Officials met Wednesday to discuss the crisis that continues to plague the region. Erin Goodman with the SoDo Business Improvement District told a crowd of council members not to forget about the people who work in the areas where homelessness is prominent.

Related: Seattle shuts down RV Safe Lots in favor of RV Safe Zones

“As this committee meets to discuss and develop a compassionate plan to address the current crisis of our city’s un-sheltered residents, we ask that in addition to considering the health and well-being of the city’s homeless population, and the first responders that care for them, that the health and well-being of the thousands of SoDo employees be part of the discussion,” Erin Goodman told the crowd of King County and Seattle council members.

Goodman voiced her concerns to the Health, Housing and Human Services Committee lead by Seattle council member Sally Bagshaw and King County council member Jeanne Kohl-Welles. Others such as Seattle council member Bruce Harrel and county council member Larry Gossett were present as well. The committee was briefed on the region’s various efforts to address the homeless crisis, and actions moving forward.

SoDo is facing problems now, and has been for a while, Goodman said.

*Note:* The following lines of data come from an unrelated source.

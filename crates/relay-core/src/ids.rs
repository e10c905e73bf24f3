//! Session identifiers.
//!
//! Ids embed the owning user (and chat) so log lines are readable without a
//! lookup, followed by a UUID v7 suffix that keeps them unique and
//! time-ordered.

use std::fmt;

use serde::{Deserialize, Serialize};
use uuid::Uuid;

/// Identifier of one live connection.
#[derive(Clone, Debug, PartialEq, Eq, Hash, PartialOrd, Ord, Serialize, Deserialize)]
#[serde(transparent)]
pub struct SessionId(String);

impl SessionId {
    /// Id for a chat session: `{user}_{chat}_{unique}`.
    pub fn chat(user_id: i64, chat_id: i64) -> Self {
        Self(format!("{user_id}_{chat_id}_{}", unique()))
    }

    /// Id for a notification session: `notification_{user}_{unique}`.
    pub fn notification(user_id: i64) -> Self {
        Self(format!("notification_{user_id}_{}", unique()))
    }

    /// Wrap an existing string.
    pub fn from_string(s: String) -> Self {
        Self(s)
    }

    /// Borrow the inner string.
    pub fn as_str(&self) -> &str {
        &self.0
    }
}

fn unique() -> String {
    Uuid::now_v7().simple().to_string()
}

impl fmt::Display for SessionId {
    fn fmt(&self, f: &mut fmt::Formatter<'_>) -> fmt::Result {
        f.write_str(&self.0)
    }
}

impl AsRef<str> for SessionId {
    fn as_ref(&self) -> &str {
        &self.0
    }
}

impl From<&str> for SessionId {
    fn from(s: &str) -> Self {
        Self(s.to_owned())
    }
}
//! `tracing` subscriber bootstrap.

use serde::{Deserialize, Serialize};

/// Output format for the stderr subscriber.
#[derive(Clone, Copy, Debug, Default, PartialEq, Eq, Serialize, Deserialize)]
#[serde(rename_all = "lowercase")]
pub enum LogFormat {
    /// Single-line human-readable output.
    #[default]
    Compact,
    /// One JSON object per event.
    Json,
}

/// Initialize the global tracing subscriber.
///
/// `RUST_LOG` takes precedence over `level`. Subsequent calls are no-ops.
pub fn init_subscriber(level: &str, format: LogFormat) {
    use tracing_subscriber::EnvFilter;

    let filter = EnvFilter::try_from_default_env().unwrap_or_else(|_| EnvFilter::new(level));
    let builder = tracing_subscriber::fmt()
        .with_env_filter(filter)
        .with_target(true)
        .with_writer(std::io::stderr);

    // set_global_default fails if already set
    let _ = match format {
        LogFormat::Compact => builder.compact().try_init(),
        LogFormat::Json => builder.json().try_init(),
    };
}
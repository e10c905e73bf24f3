//! Settings loading with deep merge and environment variable overrides.
//!
//! Loading flow:
//! 1. Start with compiled [`RelaySettings::default()`]
//! 2. If the settings file exists, deep-merge its values over defaults
//! 3. Apply `RELAY_*` environment overrides
//! 4. Validate
//!
//! Deep merge rules:
//! - Objects are merged recursively (source overrides target per-key)
//! - Arrays and primitives are replaced entirely by source
//! - Null values in source are skipped (preserving target)

use std::path::{Path, PathBuf};

use relay_core::LogFormat;
use serde_json::Value;
use tracing::{debug, warn};

use crate::errors::Result;
use crate::types::RelaySettings;

/// Resolve the default settings file path (`~/.relay/settings.json`).
pub fn settings_path() -> PathBuf {
    let home = std::env::var("HOME").unwrap_or_else(|_| "/tmp".to_string());
    PathBuf::from(home).join(".relay").join("settings.json")
}

/// Load settings from the default path with env var overrides.
pub fn load_settings() -> Result<RelaySettings> {
    load_settings_from_path(&settings_path())
}

/// Load settings from a specific path with env var overrides.
///
/// A missing file yields defaults; invalid JSON or an invalid merged result
/// is an error.
pub fn load_settings_from_path(path: &Path) -> Result<RelaySettings> {
    let mut settings = read_layers(path)?;
    apply_env_overrides(&mut settings);
    settings.validate()?;
    Ok(settings)
}

fn read_layers(path: &Path) -> Result<RelaySettings> {
    let defaults = serde_json::to_value(RelaySettings::default())?;

    let merged = if path.exists() {
        debug!(?path, "loading settings from file");
        let content = std::fs::read_to_string(path)?;
        let user: Value = serde_json::from_str(&content)?;
        deep_merge(defaults, user)
    } else {
        debug!(?path, "settings file not found, using defaults");
        defaults
    };

    Ok(serde_json::from_value(merged)?)
}

/// Recursive deep merge of two JSON values.
pub fn deep_merge(target: Value, source: Value) -> Value {
    match (target, source) {
        (Value::Object(mut target_map), Value::Object(source_map)) => {
            for (key, source_val) in source_map {
                if source_val.is_null() {
                    continue;
                }
                let merged = if let Some(target_val) = target_map.remove(&key) {
                    deep_merge(target_val, source_val)
                } else {
                    source_val
                };
                let _ = target_map.insert(key, merged);
            }
            Value::Object(target_map)
        }
        (_, source) => source,
    }
}

/// Apply process environment overrides.
pub fn apply_env_overrides(settings: &mut RelaySettings) {
    apply_overrides(settings, |key| std::env::var(key).ok());
}

/// Apply overrides read through `lookup`.
///
/// Values that fail to parse or fall outside their range are ignored with a
/// warning, leaving the file/default value in place.
pub fn apply_overrides(settings: &mut RelaySettings, lookup: impl Fn(&str) -> Option<String>) {
    let read = |key: &str| lookup(key).filter(|v| !v.is_empty());

    if let Some(v) = read("RELAY_HOST") {
        settings.server.host = v;
    }
    if let Some(v) = read("RELAY_PORT") {
        if let Some(port) = checked(&v, "RELAY_PORT", |s| parse_range::<u16>(s, 0, u16::MAX)) {
            settings.server.port = port;
        }
    }
    if let Some(v) = read("RELAY_QUEUE_CAPACITY") {
        if let Some(n) = checked(&v, "RELAY_QUEUE_CAPACITY", |s| parse_range(s, 1, 65_536)) {
            settings.hub.queue_capacity = n;
        }
    }
    if let Some(v) = read("RELAY_MAX_FRAME_BYTES") {
        if let Some(n) = checked(&v, "RELAY_MAX_FRAME_BYTES", |s| {
            parse_range(s, 1, 16 * 1024 * 1024)
        }) {
            settings.hub.max_frame_bytes = n;
        }
    }
    if let Some(v) = read("RELAY_READ_DEADLINE_SECS") {
        if let Some(n) = checked(&v, "RELAY_READ_DEADLINE_SECS", |s| parse_range(s, 2, 3600)) {
            settings.hub.read_deadline_secs = n;
        }
    }
    if let Some(v) = read("RELAY_HEARTBEAT_SECS") {
        if let Some(n) = checked(&v, "RELAY_HEARTBEAT_SECS", |s| parse_range(s, 1, 3599)) {
            settings.hub.heartbeat_interval_secs = n;
        }
    }
    if let Some(v) = read("RELAY_LOG_LEVEL") {
        settings.logging.level = v;
    }
    if let Some(v) = read("RELAY_LOG_FORMAT") {
        if let Some(format) = checked(&v, "RELAY_LOG_FORMAT", parse_log_format) {
            settings.logging.format = format;
        }
    }
}

fn checked<T>(val: &str, key: &str, parse: impl Fn(&str) -> Option<T>) -> Option<T> {
    let result = parse(val);
    if result.is_none() {
        warn!(key, value = %val, "invalid env var, ignoring");
    }
    result
}

/// Parse a number within an inclusive range.
pub fn parse_range<T>(val: &str, min: T, max: T) -> Option<T>
where
    T: std::str::FromStr + PartialOrd,
{
    let n: T = val.trim().parse().ok()?;
    (n >= min && n <= max).then_some(n)
}

/// Parse a log format name (case-insensitive).
pub fn parse_log_format(val: &str) -> Option<LogFormat> {
    match val.to_lowercase().as_str() {
        "compact" => Some(LogFormat::Compact),
        "json" => Some(LogFormat::Json),
        _ => None,
    }
}
//! Adapt an axum [`WebSocket`] to the hub's frame stream and sink.

use std::future;

use axum::extract::ws::{CloseFrame, Message, WebSocket, close_code};
use axum::Error as AxumError;
use futures::{SinkExt, StreamExt};
use relay_hub::{Frame, FrameSink, FrameStream, TransportError};

/// Split `socket` into a frame stream and a frame sink.
pub fn split(socket: WebSocket) -> (impl FrameStream, impl FrameSink) {
    let (sink, stream) = socket.split();
    let stream = stream.map(|message| message.map(into_frame).map_err(transport_error));
    let sink = sink
        .sink_map_err(transport_error)
        .with(|frame: Frame| future::ready(Ok::<_, TransportError>(into_message(frame))));
    (stream, sink)
}

fn transport_error(e: AxumError) -> TransportError {
    TransportError::Failed(e.to_string())
}

/// Convert an inbound WebSocket message.
pub fn into_frame(message: Message) -> Frame {
    match message {
        Message::Text(text) => Frame::Text(text.as_str().to_owned()),
        Message::Binary(data) => Frame::Binary(data.to_vec()),
        Message::Ping(data) => Frame::Ping(data.to_vec()),
        Message::Pong(data) => Frame::Pong(data.to_vec()),
        Message::Close(_) => Frame::Close,
    }
}

/// Convert an outbound frame. A close carries the normal-closure code.
pub fn into_message(frame: Frame) -> Message {
    match frame {
        Frame::Text(text) => Message::Text(text.into()),
        Frame::Binary(data) => Message::Binary(data.into()),
        Frame::Ping(data) => Message::Ping(data.into()),
        Frame::Pong(data) => Message::Pong(data.into()),
        Frame::Close => Message::Close(Some(CloseFrame {
            code: close_code::NORMAL,
            reason: "".into(),
        })),
    }
}
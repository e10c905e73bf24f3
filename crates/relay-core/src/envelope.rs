//! Envelope wire model.
//!
//! Every frame a hub sends to a client is an [`Envelope`]. On the wire it is
//! a flat JSON object:
//!
//! ```json
//! {"type":"message","data":{...},"chat_id":42,"user_id":1,"time":"2026-01-01T00:00:00Z"}
//! ```
//!
//! Chat envelopes carry `chat_id` (the conversation) and `user_id` (the
//! sender). Notification envelopes omit `chat_id` and carry the recipient in
//! `user_id`.

use chrono::{DateTime, Utc};
use serde::{Deserialize, Serialize};
use serde_json::{Value, json};

use crate::errors::EnvelopeError;

/// Sender id stamped on envelopes the server originates itself.
pub const SYSTEM_SENDER: i64 = 0;

/// The fan-out key an envelope is addressed to.
#[derive(Clone, Copy, Debug, PartialEq, Eq, Hash)]
pub enum Scope {
    /// A chat conversation id.
    Chat(i64),
    /// A notification recipient's user id.
    User(i64),
}

impl Scope {
    /// The raw integer key.
    pub fn id(self) -> i64 {
        match self {
            Self::Chat(id) | Self::User(id) => id,
        }
    }
}

/// Typed payload, one variant per known outbound `type`.
#[derive(Clone, Debug, PartialEq)]
pub enum Payload {
    /// Registration acknowledgement.
    Connected {
        /// Human-readable confirmation text.
        message: String,
    },
    /// A chat message, already persisted by the caller.
    Message(Value),
    /// Typing indicator relayed to the other participants.
    Typing {
        /// Who is typing.
        user_id: i64,
        /// `false` once the user stopped typing.
        is_typing: bool,
    },
    /// Reply to an application-level `ping`.
    Pong,
    /// Protocol-level error reported to the client.
    Error {
        /// Description of the problem.
        message: String,
    },
    /// Any other `type`, passed through untouched.
    Custom {
        /// The wire `type` string.
        kind: String,
        /// The wire `data` value.
        data: Value,
    },
}

impl Payload {
    /// The wire `type` string.
    pub fn kind(&self) -> &str {
        match self {
            Self::Connected { .. } => "connected",
            Self::Message(_) => "message",
            Self::Typing { .. } => "typing",
            Self::Pong => "pong",
            Self::Error { .. } => "error",
            Self::Custom { kind, .. } => kind,
        }
    }

    /// The wire `data` value.
    pub fn data(&self) -> Value {
        match self {
            Self::Connected { message } | Self::Error { message } => json!({ "message": message }),
            Self::Message(data) | Self::Custom { data, .. } => data.clone(),
            Self::Typing { user_id, is_typing } => {
                json!({ "user_id": user_id, "is_typing": is_typing })
            }
            Self::Pong => Value::Null,
        }
    }

    /// Rebuild a payload from its wire parts.
    ///
    /// Known types whose `data` does not have the expected shape fall back
    /// to [`Payload::Custom`] so nothing is lost.
    pub fn from_parts(kind: String, data: Value) -> Self {
        match kind.as_str() {
            "connected" => match message_field(&data) {
                Some(message) => Self::Connected { message },
                None => Self::Custom { kind, data },
            },
            "error" => match message_field(&data) {
                Some(message) => Self::Error { message },
                None => Self::Custom { kind, data },
            },
            "message" => Self::Message(data),
            "pong" => Self::Pong,
            "typing" => {
                let user_id = data.get("user_id").and_then(Value::as_i64);
                let is_typing = data.get("is_typing").and_then(Value::as_bool);
                match (user_id, is_typing) {
                    (Some(user_id), Some(is_typing)) => Self::Typing { user_id, is_typing },
                    _ => Self::Custom { kind, data },
                }
            }
            _ => Self::Custom { kind, data },
        }
    }
}

fn message_field(data: &Value) -> Option<String> {
    data.get("message").and_then(Value::as_str).map(str::to_owned)
}

/// An immutable message addressed to one scope.
///
/// Hubs clone an envelope once per recipient; nothing mutates it after
/// construction.
#[derive(Clone, Debug, PartialEq, Serialize, Deserialize)]
#[serde(into = "WireEnvelope", try_from = "WireEnvelope")]
pub struct Envelope {
    scope: Scope,
    sender_id: i64,
    payload: Payload,
    time: DateTime<Utc>,
}

impl Envelope {
    /// Build an envelope stamped with the current time.
    pub fn new(scope: Scope, sender_id: i64, payload: Payload) -> Self {
        Self::at(scope, sender_id, payload, Utc::now())
    }

    /// Build an envelope with an explicit timestamp.
    pub fn at(scope: Scope, sender_id: i64, payload: Payload, time: DateTime<Utc>) -> Self {
        Self {
            scope,
            sender_id,
            payload,
            time,
        }
    }

    /// A server-originated envelope (sender [`SYSTEM_SENDER`]).
    pub fn system(scope: Scope, payload: Payload) -> Self {
        Self::new(scope, SYSTEM_SENDER, payload)
    }

    /// Scope the envelope is addressed to.
    pub fn scope(&self) -> Scope {
        self.scope
    }

    /// Originating user id, or [`SYSTEM_SENDER`].
    pub fn sender_id(&self) -> i64 {
        self.sender_id
    }

    /// Typed payload.
    pub fn payload(&self) -> &Payload {
        &self.payload
    }

    /// Wire `type` string.
    pub fn kind(&self) -> &str {
        self.payload.kind()
    }

    /// Creation timestamp.
    pub fn time(&self) -> DateTime<Utc> {
        self.time
    }

    /// Serialize to the JSON text sent over the transport.
    pub fn to_json(&self) -> Result<String, serde_json::Error> {
        serde_json::to_string(self)
    }
}

/// Flat JSON shape of an [`Envelope`].
#[derive(Clone, Debug, Serialize, Deserialize)]
pub struct WireEnvelope {
    /// Message type.
    #[serde(rename = "type")]
    pub kind: String,
    /// Type-specific payload.
    #[serde(default)]
    pub data: Value,
    /// Conversation id, present on chat envelopes only.
    #[serde(default, skip_serializing_if = "Option::is_none")]
    pub chat_id: Option<i64>,
    /// Sender (chat) or recipient (notifications).
    #[serde(default)]
    pub user_id: Option<i64>,
    /// Creation timestamp.
    #[serde(default)]
    pub time: Option<DateTime<Utc>>,
}

impl From<Envelope> for WireEnvelope {
    fn from(envelope: Envelope) -> Self {
        let (chat_id, user_id) = match envelope.scope {
            Scope::Chat(chat_id) => (Some(chat_id), envelope.sender_id),
            Scope::User(user_id) => (None, user_id),
        };
        Self {
            kind: envelope.payload.kind().to_owned(),
            data: envelope.payload.data(),
            chat_id,
            user_id: Some(user_id),
            time: Some(envelope.time),
        }
    }
}

impl TryFrom<WireEnvelope> for Envelope {
    type Error = EnvelopeError;

    fn try_from(wire: WireEnvelope) -> Result<Self, Self::Error> {
        let (scope, sender_id) = match (wire.chat_id, wire.user_id) {
            (Some(chat_id), sender) => (Scope::Chat(chat_id), sender.unwrap_or(SYSTEM_SENDER)),
            (None, Some(user_id)) => (Scope::User(user_id), SYSTEM_SENDER),
            (None, None) => return Err(EnvelopeError::MissingScope { kind: wire.kind }),
        };
        Ok(Self {
            scope,
            sender_id,
            payload: Payload::from_parts(wire.kind, wire.data),
            time: wire.time.unwrap_or_else(Utc::now),
        })
    }
}
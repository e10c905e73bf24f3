//! Chat collaborator contract.
//!
//! Persistence and membership live outside the hubs. Sessions and the
//! publisher reach them only through [`ChatService`].

use async_trait::async_trait;

/// Failure reported by a collaborator.
#[derive(Debug, Clone, PartialEq, Eq, thiserror::Error)]
pub enum ServiceError {
    /// The referenced chat or user does not exist.
    #[error("not found: {0}")]
    NotFound(String),
    /// The backing store could not be reached.
    #[error("service unavailable: {0}")]
    Unavailable(String),
    /// Any other failure.
    #[error("internal error: {0}")]
    Internal(String),
}

/// Chat membership and read-state operations.
#[cfg_attr(test, mockall::automock)]
#[async_trait]
pub trait ChatService: Send + Sync {
    /// Whether `user_id` participates in `chat_id`.
    async fn is_participant(&self, chat_id: i64, user_id: i64) -> Result<bool, ServiceError>;

    /// Mark every message in `chat_id` as read by `user_id`.
    async fn mark_messages_read(&self, chat_id: i64, user_id: i64) -> Result<(), ServiceError>;

    /// User ids participating in `chat_id`.
    async fn participants(&self, chat_id: i64) -> Result<Vec<i64>, ServiceError>;

    /// Total unread messages across all chats of `user_id`.
    async fn unread_count(&self, user_id: i64) -> Result<u64, ServiceError>;
}
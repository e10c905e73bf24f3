//! Stopping the listener and hub actors together.
//!
//! The listener and both hubs hold a clone of one token; when it fires the
//! listener stops accepting upgrades and each hub closes its sessions.

use std::time::Duration;

use tokio::task::JoinHandle;
use tokio_util::sync::CancellationToken;
use tracing::{info, warn};

/// Wait applied when the server config leaves the timeout unset.
const DEFAULT_SHUTDOWN_TIMEOUT: Duration = Duration::from_secs(30);

/// Shared cancellation for the listener and both hub actors.
#[derive(Debug, Clone)]
pub struct ShutdownCoordinator {
    token: CancellationToken,
}

impl ShutdownCoordinator {
    /// Coordinator with the relay still running.
    pub fn new() -> Self {
        Self {
            token: CancellationToken::new(),
        }
    }

    /// Token to hand to the listener or a hub actor.
    pub fn token(&self) -> CancellationToken {
        self.token.clone()
    }

    /// Tell the listener and both hubs to stop. Idempotent.
    pub fn shutdown(&self) {
        self.token.cancel();
    }

    /// Whether the relay has been told to stop.
    pub fn is_shutting_down(&self) -> bool {
        self.token.is_cancelled()
    }

    /// Stop the relay, then wait up to `timeout` for the listener and hub
    /// tasks in `handles` to exit.
    ///
    /// Returns `false` if a task was still running at the deadline; those
    /// tasks are aborted and their sessions dropped without a close frame.
    pub async fn graceful_shutdown(&self, handles: Vec<JoinHandle<()>>, timeout: Option<Duration>) -> bool {
        let timeout = timeout.unwrap_or(DEFAULT_SHUTDOWN_TIMEOUT);

        self.shutdown();
        info!(
            task_count = handles.len(),
            timeout_secs = timeout.as_secs(),
            "waiting for listener and hubs to stop"
        );

        let aborts: Vec<_> = handles.iter().map(JoinHandle::abort_handle).collect();
        let drain = futures::future::join_all(handles);

        if tokio::time::timeout(timeout, drain).await.is_err() {
            warn!("relay tasks still running after {timeout:?}, aborting");
            for abort in aborts {
                abort.abort();
            }
            return false;
        }
        true
    }
}

impl Default for ShutdownCoordinator {
    fn default() -> Self {
        Self::new()
    }
}
//! # relay-settings
//!
//! Configuration with layered sources.
//!
//! Settings are loaded from three layers (in priority order):
//! 1. **Compiled defaults**: [`RelaySettings::default()`]
//! 2. **Settings file**: `~/.relay/settings.json` or an explicit path
//!    (deep-merged over defaults)
//! 3. **Environment variables**: `RELAY_*` overrides (highest priority)
//!
//! The merged result is validated before it is returned, so a loaded
//! [`RelaySettings`] always has a heartbeat shorter than its read deadline.

#![deny(unsafe_code)]

pub mod errors;
pub mod loader;
pub mod types;

pub use errors::{Result, SettingsError};
pub use loader::{deep_merge, load_settings, load_settings_from_path, settings_path};
pub use types::*;
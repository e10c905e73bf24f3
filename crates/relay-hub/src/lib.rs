//! # relay-hub
//!
//! Real-time fan-out for two hubs that share one actor shape:
//!
//! - [`ChatHub`]: sessions keyed by conversation id; broadcasts skip the
//!   sender's own sessions
//! - [`NotificationHub`]: sessions keyed by recipient user id; a broadcast
//!   reaches every device of that user
//!
//! Each hub is a single task that owns its [`Registry`] and processes
//! register/unregister/broadcast requests in arrival order. A [`Session`]
//! pairs a read loop and a write loop around a bounded outbound queue; a
//! recipient whose queue is full is evicted rather than waited on.

#![deny(unsafe_code)]

pub mod actor;
pub mod dispatcher;
pub mod errors;
pub mod metrics;
pub mod notifications;
pub mod registry;
pub mod service;
pub mod session;
pub mod transport;
pub mod worker;

pub use actor::{Chat, ChatHub, Hub, HubFlavor, HubKind, HubStats, NotificationHub, Notifications};
pub use dispatcher::{DispatchAction, SessionIdentity, dispatch};
pub use errors::{HubError, SessionError, TransportError};
pub use registry::{Bucket, Member, Registry, SessionList, SessionSet};
pub use service::{ChatService, ServiceError};
pub use session::{Session, SessionConfig, SessionHandle, SessionState};
pub use transport::{Frame, FrameSink, FrameStream, MemoryPeer, MemoryTransport, memory_pair};
pub use worker::BackgroundPool;
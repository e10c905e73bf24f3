//! `/health` payload.

use std::time::Instant;

use relay_hub::{ChatHub, HubStats, NotificationHub};
use serde::Serialize;

/// Body of `GET /health`.
#[derive(Debug, Clone, Serialize)]
pub struct HealthResponse {
    /// `ok`, or `degraded` when a hub no longer answers.
    pub status: &'static str,
    /// Seconds since the server was built.
    pub uptime_secs: u64,
    /// Chat hub registry size.
    pub chat: HubStats,
    /// Notification hub registry size.
    pub notifications: HubStats,
}

impl HealthResponse {
    /// Whether both hubs answered.
    pub fn is_healthy(&self) -> bool {
        self.status == "ok"
    }
}

/// Query both hubs.
pub async fn check(started: Instant, chat: &ChatHub, notifications: &NotificationHub) -> HealthResponse {
    let (chat_stats, notification_stats) = tokio::join!(chat.stats(), notifications.stats());
    let status = if chat_stats.is_ok() && notification_stats.is_ok() {
        "ok"
    } else {
        "degraded"
    };
    HealthResponse {
        status,
        uptime_secs: started.elapsed().as_secs(),
        chat: chat_stats.unwrap_or_default(),
        notifications: notification_stats.unwrap_or_default(),
    }
}
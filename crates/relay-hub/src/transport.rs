//! Transport-neutral frames.
//!
//! Sessions read from a `Stream<Item = Result<Frame, TransportError>>` and
//! write to a `Sink<Frame>`. The server adapts its WebSocket halves to these
//! types; tests drive sessions with in-memory channels.

use futures::channel::mpsc;
use futures::{Sink, SinkExt, Stream, StreamExt};

use crate::errors::TransportError;

/// One transport frame.
#[derive(Debug, Clone, PartialEq, Eq)]
pub enum Frame {
    /// UTF-8 text frame.
    Text(String),
    /// Binary frame.
    Binary(Vec<u8>),
    /// Liveness probe.
    Ping(Vec<u8>),
    /// Liveness acknowledgement.
    Pong(Vec<u8>),
    /// Close handshake.
    Close,
}

impl Frame {
    /// Payload length in bytes.
    pub fn len(&self) -> usize {
        match self {
            Self::Text(text) => text.len(),
            Self::Binary(data) | Self::Ping(data) | Self::Pong(data) => data.len(),
            Self::Close => 0,
        }
    }

    /// Whether the payload is empty.
    pub fn is_empty(&self) -> bool {
        self.len() == 0
    }
}

/// Server side of an in-memory transport.
pub struct MemoryTransport {
    /// Frames sent by the client.
    pub incoming: mpsc::UnboundedReceiver<Result<Frame, TransportError>>,
    /// Frames written by the server.
    pub outgoing: std::pin::Pin<Box<dyn Sink<Frame, Error = TransportError> + Send>>,
}

/// Client side of an in-memory transport.
pub struct MemoryPeer {
    /// Push frames (or read errors) to the server.
    pub to_server: mpsc::UnboundedSender<Result<Frame, TransportError>>,
    /// Frames written by the server.
    pub from_server: mpsc::UnboundedReceiver<Frame>,
}

impl MemoryPeer {
    /// Send a text frame.
    pub fn send_text(&self, text: impl Into<String>) -> bool {
        self.to_server
            .unbounded_send(Ok(Frame::Text(text.into())))
            .is_ok()
    }

    /// Receive the next frame written by the server.
    pub async fn recv(&mut self) -> Option<Frame> {
        self.from_server.next().await
    }

    /// Hang up: the server's read side ends.
    pub fn hang_up(&self) {
        self.to_server.close_channel();
    }
}

/// Build a connected in-memory transport pair.
///
/// Writes fail with [`TransportError::Closed`] once the peer is dropped.
pub fn memory_pair() -> (MemoryTransport, MemoryPeer) {
    let (to_server, incoming) = mpsc::unbounded();
    let (tx, from_server) = mpsc::unbounded();
    let outgoing = tx.sink_map_err(|_| TransportError::Closed);
    (
        MemoryTransport {
            incoming,
            outgoing: Box::pin(outgoing),
        },
        MemoryPeer {
            to_server,
            from_server,
        },
    )
}

/// Accept any stream/sink pair as a session transport.
pub trait FrameStream: Stream<Item = Result<Frame, TransportError>> + Unpin + Send + 'static {}
impl<T> FrameStream for T where T: Stream<Item = Result<Frame, TransportError>> + Unpin + Send + 'static {}

/// Sink half of a session transport.
pub trait FrameSink: Sink<Frame, Error = TransportError> + Unpin + Send + 'static {}
impl<T> FrameSink for T where T: Sink<Frame, Error = TransportError> + Unpin + Send + 'static {}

“SoDo is currently facing a public health crisis,” Goodman said. “Unauthorized tent and RV encampments present an unsafe and unsanitary environment for all and have a direct impact on social and economic health of the area.”

“SoDo businesses experience … negative impacts of garbage, human waste, rats, drug use, and crime,” she said.

SoDo is one Seattle neighborhood where the city is favoring Safe RV Zones — locations where RV dwellers can park for extended periods of time and receive services.

Frankie Stamford with outdoor store Filson voiced her concerns with Seattle’s Safe Zone and handling of the homeless issues in the neighborhood.

“Specifically impacted is our facility on 4th Avenue which is right next to the 3rd Avenue RV Safe Zone,” she said. “Since the beginning of the year we have been impacted by a huge amount of garbage … our own garbage containers have been overloaded. There are pests, there is urination, defecation, vandalism. Our business there on 4th Avenue is significantly impacted.”

“I am challenged to be compassionate,” she said. “But I also have to represent our business.”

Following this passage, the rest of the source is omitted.